The name was applied to a variety of communities across the Indian subcontinent. The major ones were:

- Dharmaguptaka, located mainly in the northwest of the Indian subcontinent but also spreading along the Central Asian trade routes. According to Richard Salomon, this school was involved in missionary activity and was dominant in Gandhara during the first century CE.
- Kāśyapīya, probably located in the same area as the Dharmaguptaka.
- Mahīśāsaka, as above but also in other parts of mainland India.
- Tambapaṇṇiya (Skt. Tāmraparṇīya, later known as Mahāvihāravāsins and Theravāda), established in Sri Lanka (at Anuradhapura) but active also in Andhra and other parts of South India (Vanavasa in modern Karnataka) and later across Southeast Asia. Inscriptional evidence has been found in Amaravati and Nagarjunakonda.

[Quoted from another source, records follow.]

//! Gateway middleware: request logging, CORS, rate limiting, and JWT auth
//!
//! Composition order from outermost to innermost: request logging -> CORS ->
//! rate limit -> JWT -> router.

use std::collections::HashMap;
use std::net::SocketAddr;
use std::sync::Arc;
use std::task::{Context, Poll};
use std::time::{Duration, Instant};

use axum::{
    body::Body,
    extract::ConnectInfo,
    http::{header, HeaderMap, HeaderValue, Method, Request, StatusCode},
    response::{IntoResponse, Response},
    Json,
};
use base64::engine::general_purpose::URL_SAFE_NO_PAD;
use base64::Engine;
use chrono::Utc;
use futures::future::BoxFuture;
use hmac::{Hmac, Mac};
use parking_lot::Mutex;
use serde::{Deserialize, Serialize};
use sha2::Sha256;
use tower::{Layer, Service};
use tracing::{info, warn};

use crate::config::{CorsConfig, JwtConfig};

type HmacSha256 = Hmac<Sha256>;

/// Middleware error response body
#[derive(Serialize)]
struct MiddlewareError {
    error: MiddlewareErrorDetail,
}

#[derive(Serialize)]
struct MiddlewareErrorDetail {
    message: String,
    r#type: String,
    code: String,
}

fn error_response(status: StatusCode, message: &str, error_type: &str, code: &str) -> Response {
    let body = MiddlewareError {
        error: MiddlewareErrorDetail {
            message: message.to_string(),
            r#type: error_type.to_string(),
            code: code.to_string(),
        },
    };
    (status, Json(body)).into_response()
}

// --- Client IP extraction ---

/// Extract the client IP, trusting `X-Forwarded-For` only from loopback
/// peers (trusted-proxy model).
pub fn client_ip(req: &Request<Body>) -> String {
    let remote = req
        .extensions()
        .get::<ConnectInfo<SocketAddr>>()
        .map(|info| info.0);

    let Some(remote) = remote else {
        return "unknown".to_string();
    };

    if remote.ip().is_loopback() {
        if let Some(xff) = req
            .headers()
            .get("x-forwarded-for")
            .and_then(|v| v.to_str().ok())
        {
            let first = xff.split(',').next().unwrap_or("").trim();
            if !first.is_empty() {
                return first.to_string();
            }
        }
    }

    remote.ip().to_string()
}

// --- Request logging ---

/// Structured request/response logging layer
#[derive(Clone, Default)]
pub struct RequestLoggingLayer;

impl RequestLoggingLayer {
    pub fn new() -> Self {
        Self
    }
}

impl<S> Layer<S> for RequestLoggingLayer {
    type Service = RequestLoggingMiddleware<S>;

    fn layer(&self, inner: S) -> Self::Service {
        RequestLoggingMiddleware { inner }
    }
}

#[derive(Clone)]
pub struct RequestLoggingMiddleware<S> {
    inner: S,
}

impl<S> Service<Request<Body>> for RequestLoggingMiddleware<S>
where
    S: Service<Request<Body>, Response = Response> + Send + Clone + 'static,
    S::Future: Send + 'static,
{
    type Response = S::Response;
    type Error = S::Error;
    type Future = BoxFuture<'static, Result<Self::Response, Self::Error>>;

    fn poll_ready(&mut self, cx: &mut Context<'_>) -> Poll<Result<(), Self::Error>> {
        self.inner.poll_ready(cx)
    }

    fn call(&mut self, request: Request<Body>) -> Self::Future {
        let start = Instant::now();
        let method = request.method().clone();
        let path = request.uri().path().to_string();
        let ip = client_ip(&request);
        let correlation_id = request
            .headers()
            .get("x-correlation-id")
            .or_else(|| request.headers().get("x-request-id"))
            .and_then(|v| v.to_str().ok())
            .unwrap_or_default()
            .to_string();

        info!(
            method = %method,
            path = %path,
            client_ip = %ip,
            correlation_id = %correlation_id,
            "incoming request"
        );

        let future = self.inner.call(request);
        Box::pin(async move {
            let response = future.await?;

            info!(
                method = %method,
                path = %path,
                status = response.status().as_u16(),
                duration_ms = start.elapsed().as_millis() as u64,
                correlation_id = %correlation_id,
                "outgoing response"
            );
            Ok(response)
        })
    }
}

// --- CORS ---

/// Cross-Origin Resource Sharing layer
#[derive(Clone)]
pub struct CorsLayer {
    config: Arc<CorsConfig>,
}

impl CorsLayer {
    pub fn new(config: CorsConfig) -> Self {
        Self {
            config: Arc::new(config),
        }
    }
}

impl<S> Layer<S> for CorsLayer {
    type Service = CorsMiddleware<S>;

    fn layer(&self, inner: S) -> Self::Service {
        CorsMiddleware {
            inner,
            config: self.config.clone(),
        }
    }
}

#[derive(Clone)]
pub struct CorsMiddleware<S> {
    inner: S,
    config: Arc<CorsConfig>,
}

impl<S> CorsMiddleware<S> {
    fn cors_headers(&self, origin: Option<&str>) -> HeaderMap {
        let mut headers = HeaderMap::new();
        let Some(origin) = origin else {
            return headers;
        };

        let allowed = self.config.allow_any_origin
            || self.config.allowed_origins.is_empty()
            || self
                .config
                .allowed_origins
                .iter()
                .any(|o| o.eq_ignore_ascii_case(origin));
        if !allowed {
            return headers;
        }

        if self.config.allow_any_origin {
            headers.insert(
                header::ACCESS_CONTROL_ALLOW_ORIGIN,
                HeaderValue::from_static("*"),
            );
        } else if let Ok(value) = HeaderValue::from_str(origin) {
            headers.insert(header::ACCESS_CONTROL_ALLOW_ORIGIN, value);
            headers.insert(header::VARY, HeaderValue::from_static("Origin"));
        }

        if let Ok(value) = HeaderValue::from_str(&self.config.allowed_methods.join(", ")) {
            headers.insert(header::ACCESS_CONTROL_ALLOW_METHODS, value);
        }
        if let Ok(value) = HeaderValue::from_str(&self.config.allowed_headers.join(", ")) {
            headers.insert(header::ACCESS_CONTROL_ALLOW_HEADERS, value);
        }

        headers
    }
}

impl<S> Service<Request<Body>> for CorsMiddleware<S>
where
    S: Service<Request<Body>, Response = Response> + Send + Clone + 'static,
    S::Future: Send + 'static,
{
    type Response = S::Response;
    type Error = S::Error;
    type Future = BoxFuture<'static, Result<Self::Response, Self::Error>>;

    fn poll_ready(&mut self, cx: &mut Context<'_>) -> Poll<Result<(), Self::Error>> {
        self.inner.poll_ready(cx)
    }

    fn call(&mut self, request: Request<Body>) -> Self::Future {
        let origin = request
            .headers()
            .get(header::ORIGIN)
            .and_then(|v| v.to_str().ok())
            .map(String::from);
        let cors_headers = self.cors_headers(origin.as_deref());

        // Preflight requests terminate here regardless of the inner handler.
        if request.method() == Method::OPTIONS {
            return Box::pin(async move {
                let mut response = StatusCode::NO_CONTENT.into_response();
                response.headers_mut().extend(cors_headers);
                Ok(response)
            });
        }

        let future = self.inner.call(request);
        Box::pin(async move {
            let mut response = future.await?;
            response.headers_mut().extend(cors_headers);
            Ok(response)
        })
    }
}

// --- Rate limiting ---

/// Fixed-window rate limiter keyed by client IP.
///
/// The window begins with the first request for a key and ends at
/// `first + window`; expired buckets are replaced in place on the next
/// request for the key.
pub struct FixedWindowLimiter {
    buckets: Mutex<HashMap<String, WindowBucket>>,
    limit: u32,
    window: Duration,
}

struct WindowBucket {
    count: u32,
    reset_at: Instant,
}

impl FixedWindowLimiter {
    pub fn new(limit: u32, window: Duration) -> Self {
        Self {
            buckets: Mutex::new(HashMap::new()),
            limit,
            window,
        }
    }

    /// Whether a request for the key is admitted in the current window.
    pub fn allow(&self, key: &str) -> bool {
        let now = Instant::now();
        let mut buckets = self.buckets.lock();

        match buckets.get_mut(key) {
            Some(bucket) if now < bucket.reset_at => {
                if bucket.count >= self.limit {
                    return false;
                }
                bucket.count += 1;
                true
            }
            _ => {
                buckets.insert(
                    key.to_string(),
                    WindowBucket {
                        count: 1,
                        reset_at: now + self.window,
                    },
                );
                true
            }
        }
    }
}

/// Per-client-IP rate limiting layer
#[derive(Clone)]
pub struct RateLimitLayer {
    limiter: Arc<FixedWindowLimiter>,
}

impl RateLimitLayer {
    pub fn new(limit: u32, window: Duration) -> Self {
        Self {
            limiter: Arc::new(FixedWindowLimiter::new(limit, window)),
        }
    }
}

impl<S> Layer<S> for RateLimitLayer {
    type Service = RateLimitMiddleware<S>;

    fn layer(&self, inner: S) -> Self::Service {
        RateLimitMiddleware {
            inner,
            limiter: self.limiter.clone(),
        }
    }
}

#[derive(Clone)]
pub struct RateLimitMiddleware<S> {
    inner: S,
    limiter: Arc<FixedWindowLimiter>,
}

impl<S> Service<Request<Body>> for RateLimitMiddleware<S>
where
    S: Service<Request<Body>, Response = Response> + Send + Clone + 'static,
    S::Future: Send + 'static,
{
    type Response = S::Response;
    type Error = S::Error;
    type Future = BoxFuture<'static, Result<Self::Response, Self::Error>>;

    fn poll_ready(&mut self, cx: &mut Context<'_>) -> Poll<Result<(), Self::Error>> {
        self.inner.poll_ready(cx)
    }

    fn call(&mut self, request: Request<Body>) -> Self::Future {
        // The health endpoint is never rate limited.
        if request.uri().path() == "/health" {
            let future = self.inner.call(request);
            return Box::pin(async move { future.await });
        }

        let ip = client_ip(&request);
        if !self.limiter.allow(&ip) {
            warn!(client_ip = %ip, "rate limit exceeded");
            return Box::pin(async move {
                Ok(error_response(
                    StatusCode::TOO_MANY_REQUESTS,
                    "Too many requests. Please try again later.",
                    "rate_limit_error",
                    "rate_limit_exceeded",
                ))
            });
        }

        let future = self.inner.call(request);
        Box::pin(async move { future.await })
    }
}

// --- JWT authentication ---

/// JWT validation failure reasons
#[derive(Debug, Clone, Copy, PartialEq, Eq)]
pub enum JwtError {
    InvalidFormat,
    InvalidSignature,
    Expired,
    InvalidIssuer,
    InvalidAudience,
}

impl std::fmt::Display for JwtError {
    fn fmt(&self, f: &mut std::fmt::Formatter<'_>) -> std::fmt::Result {
        let s = match self {
            JwtError::InvalidFormat => "invalid token format",
            JwtError::InvalidSignature => "invalid signature",
            JwtError::Expired => "token expired",
            JwtError::InvalidIssuer => "invalid issuer",
            JwtError::InvalidAudience => "invalid audience",
        };
        f.write_str(s)
    }
}

/// Minimal HS256 JWT validation: signature, expiry, issuer, audience.
pub fn validate_jwt(token: &str, config: &JwtConfig) -> Result<(), JwtError> {
    let parts: Vec<&str> = token.split('.').collect();
    if parts.len() != 3 {
        return Err(JwtError::InvalidFormat);
    }

    let signing_input = format!("{}.{}", parts[0], parts[1]);
    let mut mac = HmacSha256::new_from_slice(config.secret_key.as_bytes())
        .map_err(|_| JwtError::InvalidFormat)?;
    mac.update(signing_input.as_bytes());

    let signature = URL_SAFE_NO_PAD
        .decode(parts[2])
        .map_err(|_| JwtError::InvalidSignature)?;
    // verify_slice is constant-time.
    mac.verify_slice(&signature)
        .map_err(|_| JwtError::InvalidSignature)?;

    let payload = URL_SAFE_NO_PAD
        .decode(parts[1])
        .map_err(|_| JwtError::InvalidFormat)?;

    #[derive(Deserialize)]
    struct Claims {
        #[serde(default)]
        exp: i64,
        #[serde(default)]
        iss: String,
        #[serde(default)]
        aud: String,
    }
    let claims: Claims = serde_json::from_slice(&payload).map_err(|_| JwtError::InvalidFormat)?;

    if claims.exp > 0 && Utc::now().timestamp() > claims.exp {
        return Err(JwtError::Expired);
    }
    if config.validate_issuer && !config.issuer.is_empty() && claims.iss != config.issuer {
        return Err(JwtError::InvalidIssuer);
    }
    if config.validate_audience && !config.audience.is_empty() && claims.aud != config.audience {
        return Err(JwtError::InvalidAudience);
    }

    Ok(())
}

/// JWT bearer token authentication layer with a path skip-list.
#[derive(Clone)]
pub struct JwtAuthLayer {
    config: Arc<JwtConfig>,
    skip_paths: Arc<Vec<String>>,
}

impl JwtAuthLayer {
    pub fn new(config: JwtConfig, skip_paths: Vec<String>) -> Self {
        Self {
            config: Arc::new(config),
            skip_paths: Arc::new(skip_paths),
        }
    }
}

impl<S> Layer<S> for JwtAuthLayer {
    type Service = JwtAuthMiddleware<S>;

    fn layer(&self, inner: S) -> Self::Service {
        JwtAuthMiddleware {
            inner,
            config: self.config.clone(),
            skip_paths: self.skip_paths.clone(),
        }
    }
}

#[derive(Clone)]
pub struct JwtAuthMiddleware<S> {
    inner: S,
    config: Arc<JwtConfig>,
    skip_paths: Arc<Vec<String>>,
}

impl<S> Service<Request<Body>> for JwtAuthMiddleware<S>
where
    S: Service<Request<Body>, Response = Response> + Send + Clone + 'static,
    S::Future: Send + 'static,
{
    type Response = S::Response;
    type Error = S::Error;
    type Future = BoxFuture<'static, Result<Self::Response, Self::Error>>;

    fn poll_ready(&mut self, cx: &mut Context<'_>) -> Poll<Result<(), Self::Error>> {
        self.inner.poll_ready(cx)
    }

    fn call(&mut self, request: Request<Body>) -> Self::Future {
        let path = request.uri().path();
        let skipped = self.skip_paths.iter().any(|p| path.starts_with(p.as_str()));

        // No secret configured = auth disabled.
        if skipped || self.config.secret_key.is_empty() {
            let future = self.inner.call(request);
            return Box::pin(async move { future.await });
        }

        let token = request
            .headers()
            .get(header::AUTHORIZATION)
            .and_then(|v| v.to_str().ok())
            .and_then(|v| v.strip_prefix("Bearer "));

        let Some(token) = token else {
            return Box::pin(async move {
                Ok(error_response(
                    StatusCode::UNAUTHORIZED,
                    "missing or invalid authorization header",
                    "authentication_error",
                    "missing_token",
                ))
            });
        };

        if let Err(e) = validate_jwt(token, &self.config) {
            warn!(path = %path, error = %e, "rejected token");
            return Box::pin(async move {
                Ok(error_response(
                    StatusCode::UNAUTHORIZED,
                    &format!("invalid token: {}", e),
                    "authentication_error",
                    "invalid_token",
                ))
            });
        }

        let future = self.inner.call(request);
        Box::pin(async move { future.await })
    }
}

Bhante Sujato, in his overview of Dharmaguptaka and Mahāvihāravāsin schools, argues that the split between them was not due to any difference in doctrine or monastic discipline, but due to geographical distance.

According to L. S. Cousins, the precursor to these schools was probably involved in missionary activity around the time of Ashoka into the regions of Kashmir, Gandhara, Bactria, Andhra and Sri Lanka. Cousins concludes:

Vibhajjavadins really were the school predominant in Ceylon and Gandhara at an early date, as well as being present, if not predominant, in other parts of Central Asia, China, South India and South-East Asia by around the third century CE at the latest. No other school had a comparable spread at this date.

==Sectarian views==
The Mahāvihāra Theravādins of Sri Lanka are descendants of the Sthavira Vibhajyavādins in South India who used the Pali language, differing somewhat from the northern Sthavira schools. The Theravādins hold that Vibhajyavāda was the favored doctrine during a Buddhist council that took place in Pataliputra under Ashoka. As Gethin notes, the sources are rather confused on this matter however.

The Sammatīyas (aka Pudgalavādins) also mention the Vibhajyavādins. According to the Sammatīya sect, the Vibhajyavādins developed from the Sarvāstivāda school.

The Sarvāstivādin Abhidharma Mahāvibhāṣa Śāstra describes the Vibhajyavādins as being the type of heretics who "make objections, who uphold harmful doctrines and attack those who follow the authentic Dharma."

The Mahāsāṃghika saw the Vibhajyavādins as being offshoots from the root schism in Buddhism, which according to them produced three sects: the Sthaviras, the Mahāsāṃghikas, and the Vibhajyavādins. The Mahāsāṃghikas list the Mahīśāsaka, Dharmaguptaka, Kāśyapīya, and Tāmraparnīya (Theravāda) sects as having descended from the Vibhajyavādins. The Mahāsāṃghika branch itself, together with the Prajñaptivāda, preferred to be called Bahuśrutiya-Vibhajyavādins.